Essen. . Hans Leyendecker ,„Süddeutschen Zeitung“, will den Preis nicht mit Kollegen der „Bild“ teilen. Er entfacht eine Diskussion über den Boulevard, Qualitätsjournalismus und Sippenhaft.

Eklat beim begehrten Henri-Nannen-Preis: Hans Leyendecker, einer der renommiertesten investigativen Journalisten Deutschlands, verschmäht den „Henri“. Er will sich die Auszeichnung nicht mit Kollegen der „Bild“-Zeitung teilen.

Ein kurzer Auftritt Leyendeckers mit langen Folgen. Denn seither wird in den Internetforen heftig diskutiert. Über die Frage, ob ein Boulevardblatt Qualitätsjournalismus kann. Und, etwas abstrus: Selbst wenn es kann, ob ein Boulevardblatt mit diesem für Seriosität stehenden Preis ausgezeichnet werden darf.

Die „Bild“-Autoren Martin Heidemanns und Nikolaus Harbusch sollten den „Henri“ für den Beitrag „Wirbel um Privatkredit“ in der Affäre um Ex-Bundespräsident Christian Wulff bekommen. Für die Jury, so begründete Helmut Markwort (Focus) die Auszeichnung, sei dies „ein Fall von größtmöglicher Fallhöhe“ und „der Superlativ einer gesellschaftlichen Wirkung“. Die Enthüllungen hätten zum größten Skandal des vergangenen Jahres und zum Rücktritt des Bundespräsidenten geführt.

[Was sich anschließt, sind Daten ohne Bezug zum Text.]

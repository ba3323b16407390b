use super::cigar;
use super::flags::Flags;
use super::tags;
use byteorder::{LittleEndian, WriteBytesExt};

const SEQ_ALPHABET: &[u8; 16] = b"=ACMGRSVTWYHKDBN";
const MAX_NAME_LEN: usize = 254;

/// Assembles the binary representation of a record from its SAM level
/// fields. Used by the text codec and by tests.
#[derive(Debug, Clone)]
pub struct RecordBuilder {
    name: Vec<u8>,
    flags: Flags,
    ref_id: i32,
    pos: i32,
    mapq: u8,
    cigar: Vec<u32>,
    seq: Vec<u8>,
    qual: Option<Vec<u8>>,
    next_ref_id: i32,
    next_pos: i32,
    tlen: i32,
    aux: Vec<u8>,
}

impl RecordBuilder {
    /// Unmapped record with the given read name and no sequence.
    pub fn new(name: &str) -> Self {
        Self::from_name_bytes(name.as_bytes())
    }

    pub fn from_name_bytes(name: &[u8]) -> Self {
        let len = name.len().min(MAX_NAME_LEN);
        RecordBuilder {
            name: name[..len].to_vec(),
            flags: Flags::UNMAPPED,
            ref_id: -1,
            pos: -1,
            mapq: 255,
            cigar: Vec::new(),
            seq: Vec::new(),
            qual: None,
            next_ref_id: -1,
            next_pos: -1,
            tlen: 0,
            aux: Vec::new(),
        }
    }

    pub fn flags(mut self, flags: Flags) -> Self {
        self.flags = flags;
        self
    }

    pub fn ref_id(mut self, ref_id: i32) -> Self {
        self.ref_id = ref_id;
        self
    }

    /// 0-based leftmost position.
    pub fn pos(mut self, pos: i32) -> Self {
        self.pos = pos;
        self
    }

    pub fn mapq(mut self, mapq: u8) -> Self {
        self.mapq = mapq;
        self
    }

    /// CIGAR in SAM notation. Panics on invalid notation, meant for literals;
    /// use [`RecordBuilder::cigar_ops`] with [`cigar::parse`] for input data.
    pub fn cigar(self, text: &str) -> Self {
        match cigar::parse(text) {
            Ok(ops) => self.cigar_ops(ops),
            Err(e) => panic!("{}", e),
        }
    }

    pub fn cigar_ops(mut self, ops: Vec<u32>) -> Self {
        self.cigar = ops;
        self
    }

    /// Sequence in IUPAC letters, `*` for none.
    pub fn seq(mut self, seq: &str) -> Self {
        self.seq = if seq == "*" {
            Vec::new()
        } else {
            seq.as_bytes().to_vec()
        };
        self
    }

    /// Phred qualities (not ASCII offset).
    pub fn qual(mut self, qual: &[u8]) -> Self {
        self.qual = Some(qual.to_vec());
        self
    }

    pub fn mate(mut self, next_ref_id: i32, next_pos: i32) -> Self {
        self.next_ref_id = next_ref_id;
        self.next_pos = next_pos;
        self
    }

    pub fn tlen(mut self, tlen: i32) -> Self {
        self.tlen = tlen;
        self
    }

    pub fn int_tag(mut self, name: &[u8; 2], value: i64) -> Self {
        tags::push_int(&mut self.aux, name, value);
        self
    }

    pub fn string_tag(mut self, name: &[u8; 2], value: &str) -> Self {
        tags::push_string(&mut self.aux, name, value.as_bytes());
        self
    }

    /// Appends already encoded auxiliary bytes.
    pub fn raw_aux(mut self, aux: &[u8]) -> Self {
        self.aux.extend_from_slice(aux);
        self
    }

    /// Writes the record (without `block_size`) to the end of `out`.
    pub fn write_into(&self, out: &mut Vec<u8>) {
        let l_seq = self.seq.len();
        let ref_len = cigar::reference_length(
            &self
                .cigar
                .iter()
                .flat_map(|op| op.to_le_bytes())
                .collect::<Vec<u8>>(),
        ) as i64;
        let end = if ref_len > 0 {
            self.pos as i64 + ref_len
        } else {
            self.pos as i64 + 1
        };
        out.reserve(32 + self.name.len() + 1 + 4 * self.cigar.len() + l_seq * 2 + self.aux.len());

        // Writes into a Vec cannot fail.
        let _ = out.write_i32::<LittleEndian>(self.ref_id);
        let _ = out.write_i32::<LittleEndian>(self.pos);
        out.push((self.name.len() + 1) as u8);
        out.push(self.mapq);
        let _ = out.write_u16::<LittleEndian>(reg2bin(self.pos as i64, end));
        let _ = out.write_u16::<LittleEndian>(self.cigar.len() as u16);
        let _ = out.write_u16::<LittleEndian>(self.flags.bits());
        let _ = out.write_u32::<LittleEndian>(l_seq as u32);
        let _ = out.write_i32::<LittleEndian>(self.next_ref_id);
        let _ = out.write_i32::<LittleEndian>(self.next_pos);
        let _ = out.write_i32::<LittleEndian>(self.tlen);
        out.extend_from_slice(&self.name);
        out.push(0);
        for op in &self.cigar {
            let _ = out.write_u32::<LittleEndian>(*op);
        }
        for pair in self.seq.chunks(2) {
            let hi = encode_base(pair[0]);
            let lo = pair.get(1).map_or(0, |&b| encode_base(b));
            out.push(hi << 4 | lo);
        }
        match &self.qual {
            Some(qual) if qual.len() == l_seq => out.extend_from_slice(qual),
            _ => out.resize(out.len() + l_seq, 0xff),
        }
        out.extend_from_slice(&self.aux);
    }

    pub fn build(&self) -> Vec<u8> {
        let mut out = Vec::new();
        self.write_into(&mut out);
        out
    }

    /// The record preceded by its `block_size`, as found in a BAM stream.
    pub fn build_frame(&self) -> Vec<u8> {
        let record = self.build();
        let mut out = Vec::with_capacity(record.len() + 4);
        let _ = out.write_u32::<LittleEndian>(record.len() as u32);
        out.extend_from_slice(&record);
        out
    }
}

fn encode_base(base: u8) -> u8 {
    let upper = base.to_ascii_uppercase();
    SEQ_ALPHABET
        .iter()
        .position(|&c| c == upper)
        .unwrap_or(15) as u8
}

pub(crate) fn decode_base(code: u8) -> u8 {
    SEQ_ALPHABET[(code & 0xf) as usize]
}

/// UCSC binning scheme, `end` is exclusive.
pub(crate) fn reg2bin(beg: i64, end: i64) -> u16 {
    let end = end - 1;
    let bin = if beg >> 14 == end >> 14 {
        ((1 << 15) - 1) / 7 + (beg >> 14)
    } else if beg >> 17 == end >> 17 {
        ((1 << 12) - 1) / 7 + (beg >> 17)
    } else if beg >> 20 == end >> 20 {
        ((1 << 9) - 1) / 7 + (beg >> 20)
    } else if beg >> 23 == end >> 23 {
        ((1 << 6) - 1) / 7 + (beg >> 23)
    } else if beg >> 26 == end >> 26 {
        ((1 << 3) - 1) / 7 + (beg >> 26)
    } else {
        0
    };
    bin as u16
}

#[cfg(test)]
mod tests {
    use super::*;
    use crate::record::fields::{self, Fields};

    #[test]
    fn test_unmapped_default_layout() {
        // Same bytes as noodles' default record.
        let data = RecordBuilder::new("*").build();
        assert_eq!(
            data,
            vec![
                0xff, 0xff, 0xff, 0xff, // ref_id = -1
                0xff, 0xff, 0xff, 0xff, // pos = -1
                0x02, // l_read_name = 2
                0xff, // mapq = 255
                0x48, 0x12, // bin = 4680
                0x00, 0x00, // n_cigar_op = 0
                0x04, 0x00, // flag = 4
                0x00, 0x00, 0x00, 0x00, // l_seq = 0
                0xff, 0xff, 0xff, 0xff, // next_ref_id = -1
                0xff, 0xff, 0xff, 0xff, // next_pos = -1
                0x00, 0x00, 0x00, 0x00, // tlen = 0
                0x2a, 0x00, // read_name = "*\x00"
            ]
        );
    }

    #[test]
    fn test_sequence_packing() {
        let data = RecordBuilder::new("r").seq("ACGTN").build();
        let seq = fields::get_bytes(&data, Fields::RawSequence);
        assert_eq!(seq, &[0x12, 0x48, 0xf0]);
        assert_eq!(decode_base(seq[0] >> 4), b'A');
        assert_eq!(fields::get_bytes(&data, Fields::RawQual), &[0xff; 5]);
    }

    #[test]
    fn test_frame_has_block_size() {
        let frame = RecordBuilder::new("r").build_frame();
        assert_eq!(
            u32::from_le_bytes([frame[0], frame[1], frame[2], frame[3]]) as usize,
            frame.len() - 4
        );
    }

    #[test]
    fn test_reg2bin() {
        assert_eq!(reg2bin(-1, 0), 4680);
        assert_eq!(reg2bin(0, 100), 4681);
        assert_eq!(reg2bin(16_000, 17_000), 585);
        assert_eq!(reg2bin(16_384, 16_400), 4682);
    }
}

Leyendecker und seine Kollegen Klaus Ott und Nicolas Richter von der „Süddeutschen Zeitung“ sollten ausgezeichnet werden, weil sie die „Formel-1-Affäre“ bei der BayernLB aufgedeckt hatten.

„Drecks- und Lügenblatt“

Etwas diffus äußert sich Leyendecker, der Preisträger von 2007, eingangs. Wichtig sei der Preis, aber auch ein „Kulturbruch“. Er und seine Kollegen wollten ihn sich nicht mit der „Bild“ teilen. Ein paar Stunden später wetterte der 63-Jährige gegenüber dem „Tagesspiegel“: „Die ,Bild’ ist ein Drecksblatt und ein Lügenblatt.“ Sie verfolge und bedränge Menschen. Durch den Nannen-Preis erfahre die „Bild“ „eine unerträgliche Aufwertung“. Fordert Leyendecker eine Sippenhaft für hervorragend arbeitende Journalisten? Markwort jedenfalls nannte diese Reaktion „hochmütig“ und „kleinkariert“.

„netzwerk recherche“ fordert eine neue Jury

Das „netzwerk recherche“, der Verein investigativer Journalisten in Deutschland, hingegen kritisiert die Vergabe des Henri-Nannen-Preises. an „Bild“. Die Aufdeckung der Hintergründe um den Privatkredit des Bundespräsidenten Christian Wulff durch „Bild“ sei verdienstvoll und richtig. Dennoch sei sie nicht die beste investigative Leistung des vergangenen Jahres.

Das Statement ist weder überraschend noch verwunderlich: Hans Leyendecker ist Mitbegründer des Vereins. Die weitere Forderung, die Jury, die sich zum größten Teil aus Chefredakteuren, (unter anderem auch dem WAZ-Chef Ulrich Reitz) rekrutiert, durch investigativ arbeitende Journalisten und Ex-Preisträger besetzen zu lassen, bekommt in diesem Zusammenhang ein Geschmäckle. Sie wirkt unsouverän und eitel. Und hat einen gewissen Wiederholungscharakter.

Umstrittene Entscheidung 2011

Es ist das zweite Jahr in Folge, dass die Nannen-Jury heftig von Leyendecker kritisiert wird. 2011 war der Reportage-Preis dem Spiegel-Redakteur René Pfister nachträglich von der Jury aberkannt worden. Pfister hatte den bayerischen Ministerpräsidenten Horst Seehofer (CSU) an seiner Modelleisenbahn beschrieben, ohne dies selbst gesehen zu haben. Die Entscheidung war umstritten, aber als einer der ersten forderte Leyendecker in der „Süddeutschen Zeitung“ den Rücktritt der Jury.